Work task » The required result is the number of lines below that hold the word "session", stated without anything else.

Exercise data »
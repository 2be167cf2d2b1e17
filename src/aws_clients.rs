use crate::config::Config;
use crate::errors::AppError;
use aws_config::{BehaviorVersion, Region, SdkConfig};
use aws_sdk_dynamodb::Client as DynamoDbClient;

// Creates the base AWS SDK configuration based on application config.
// Reads region and optional endpoint URL from `Config`.
// Uses the default credential provider chain (which reads env vars, profiles, etc.).
pub async fn create_sdk_config(config: &Config) -> Result<SdkConfig, AppError> {
    let region = Region::new(config.aws_region.clone());
    tracing::info!(sdk_region = %config.aws_region, "Setting SDK region");

    let mut config_loader = aws_config::defaults(BehaviorVersion::latest())
        .region(region);

    if let Some(endpoint_url) = &config.localstack_endpoint {
        tracing::info!("Using localstack endpoint override: {}", endpoint_url);
        config_loader = config_loader.endpoint_url(endpoint_url);
    } else {
        tracing::info!("Using default AWS endpoints and credential resolution.");
    }

    // Load the configuration.
    let sdk_config_result = config_loader.load().await;

    Ok(sdk_config_result)
}

// Creates a DynamoDB client from a shared SdkConfig.
pub fn create_dynamodb_client(sdk_config: &SdkConfig) -> DynamoDbClient {
    DynamoDbClient::new(sdk_config)
}
//! Where generations come from.
//!
//! The session controller talks to a [`GenerationSource`]. [`LocalSource`]
//! runs the gateway in-process; [`crate::http::HttpSource`] talks to a
//! running Focal server.

use focal_tutor::{Generation, GenerationGateway, GenerationRequest, Result};
use futures::future::BoxFuture;
use tokio_util::sync::CancellationToken;

/// Starts generations on behalf of a session.
pub trait GenerationSource: Send + Sync {
    /// Short label used in logs.
    fn name(&self) -> &str;

    /// Starts a generation.
    ///
    /// Resolves once the category is known and the first chunk is primed.
    /// `cancel` stays tied to the returned stream.
    fn start(
        &self,
        request: GenerationRequest,
        cancel: CancellationToken,
    ) -> BoxFuture<'_, Result<Generation>>;
}

/// Runs generations against an in-process gateway.
#[derive(Debug, Clone)]
pub struct LocalSource {
    gateway: GenerationGateway,
}

impl LocalSource {
    /// Wraps `gateway`.
    #[must_use]
    pub const fn new(gateway: GenerationGateway) -> Self {
        Self { gateway }
    }
}

impl GenerationSource for LocalSource {
    fn name(&self) -> &str {
        self.gateway.provider()
    }

    fn start(
        &self,
        request: GenerationRequest,
        cancel: CancellationToken,
    ) -> BoxFuture<'_, Result<Generation>> {
        Box::pin(self.gateway.generate(request, cancel))
    }
}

Reply » 2